Back to the word so closely tied to “stagflation” — inflation. A key sign of stagflation is persistent inflation. This is also called “sticky inflation,” and we see it hover around essentials like food and fuel.

“These categories are less sensitive to interest rate hikes, which makes them persistently expensive,” said Dane May, principal and co-founder at DePaolo & May Strategic Wealth. “These are non-discretionary expenses that strain household budgets. When consumers are forced to spend more on essentials, they cut back elsewhere. That slows economic growth and makes inflation more painful because it’s tied to necessities rather than luxury or optional spending.”

Weakening Labor Market

Another key warning sign of stagflation is a weakening labor market. With this, we see a decrease in job openings, layoffs and rising unemployment rates. Right now, the labor market is showing signs of weakening.

“Recent jobs data has consistently missed economists’ expectations,” said Jake Falcon, CRPC, CEO at Falcon Wealth Advisors. “Employers added far fewer jobs in February than in January, and unemployment claims have risen. This softening labor market is a classic precursor to economic stagnation.”

Falling Consumer Sentiment

Next comes falling consumer sentiment, which, yes, we’re also seeing right now in the U.S. as people pull the reins on spending.

“Concerned by the inflationary outcome of the ongoing tariff war, people begin to feel pessimistic about the economy, which leads to reduced spending and investment,” Tsepaev said. “Indeed, retail sales fell 0.9% in May, worse than expected, as consumers reduced their purchases of big-ticket items, such as cars and other luxuries. Likewise, companies become cautious about expanding due to uncertainty or rising costs.”

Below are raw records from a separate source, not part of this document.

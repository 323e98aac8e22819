use actix_web::HttpRequest;
use tracing::info;

use super::UserService;
use crate::models::ErrorCode;
use crate::models::audit::actions;
use crate::models::users::entities::{UserRole, UserStatus};
use crate::models::users::requests::{CreateUserRequest, NewUser};
use crate::services::access::current_user;
use crate::services::audit::{AuditEntry, record};
use crate::services::responses::{
    ServiceResult, bad_request, conflict, conflict_or_internal, created, internal,
};
use crate::utils::password::hash_password;
use crate::utils::validate::{validate_email, validate_password, validate_text, validate_username};

pub async fn create_user(
    service: &UserService,
    request: &HttpRequest,
    user_data: CreateUserRequest,
) -> ServiceResult {
    let admin = current_user(request)?;
    let storage = service.get_storage(request)?;

    let username = user_data.username.trim().to_string();
    let email = user_data.email.trim().to_lowercase();

    validate_username(&username).map_err(|e| bad_request(ErrorCode::UserNameInvalid, e))?;
    validate_email(&email).map_err(|e| bad_request(ErrorCode::UserEmailInvalid, e))?;
    validate_password(&user_data.password)
        .map_err(|e| bad_request(ErrorCode::UserPasswordInvalid, e))?;
    if let Some(name) = &user_data.display_name {
        validate_text("Display name", name, 0, 50)
            .map_err(|e| bad_request(ErrorCode::BadRequest, e))?;
    }

    if storage
        .get_user_by_username(&username)
        .await
        .map_err(internal("Failed to check username"))?
        .is_some()
    {
        return Err(conflict(
            ErrorCode::UserNameAlreadyExists,
            "Username already exists",
        ));
    }
    if storage
        .get_user_by_email(&email)
        .await
        .map_err(internal("Failed to check email"))?
        .is_some()
    {
        return Err(conflict(
            ErrorCode::UserEmailAlreadyExists,
            "Email already exists",
        ));
    }

    let password_hash =
        hash_password(&user_data.password).map_err(internal("Failed to hash password"))?;
    let role = user_data.role;

    let user = storage
        .create_user(NewUser {
            username,
            email,
            password_hash,
            role,
            status: user_data.status.unwrap_or(UserStatus::Active),
            display_name: user_data.display_name,
            grade_level: user_data.grade_level.filter(|_| role == UserRole::Student),
            department: user_data.department.filter(|_| role == UserRole::Teacher),
        })
        .await
        .map_err(conflict_or_internal(
            ErrorCode::UserCreationFailed,
            "Username or email already exists",
            "Failed to create user",
        ))?;

    record(
        &storage,
        request,
        admin.id,
        AuditEntry {
            action: actions::USER_CREATE,
            entity_type: "user",
            entity_id: user.id,
            details: Some(format!("{} ({})", user.username, user.role)),
        },
    )
    .await;

    info!("Admin {} created user {}", admin.username, user.username);
    created(user, "User created successfully")
}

Diversify Investments With Inflation-Resistant Assets

So how do you fortify your finances to shelter from stagflation? First, double down on your investing strategy. One of the awesome things about investing is that if you do it right and diversify, you can hedge against inflation.

“Consider Treasury Inflation-Protected Securities (TIPS), commodities and real assets like real estate,” Falcon said. “If you are missing these in your portfolio now is a time to get a second opinion.”

Pay Off High-Interest Debt

It’s always the right time to pay off high-interest debt, but there’s nothing like the high probability of stagflation to put the pressure on.

“When inflation increases, the true value of debt goes down,” said Fei Chen, investment expert and founder and CEO at Intellectia.AI. “But interest rates can also increase as central banks attempt to stem inflation, which increases the cost of borrowing. Paying off high-interest debt or fixing rates before inflation spirals out of control can provide some mitigation.”

Stay Informed and Be Flexible

The U.S. appears to be on the precipice of stagflation, but the economy can change rapidly and without notice. It’s important to keep up with the news (calmly and without letting it provoke you to, say, drop an investment without heavy consideration and research) and stay flexible.

“Regularly review your financial plan and adjust as needed,” Falcon said. “Make sure your portfolio is aligned with your financial plan.”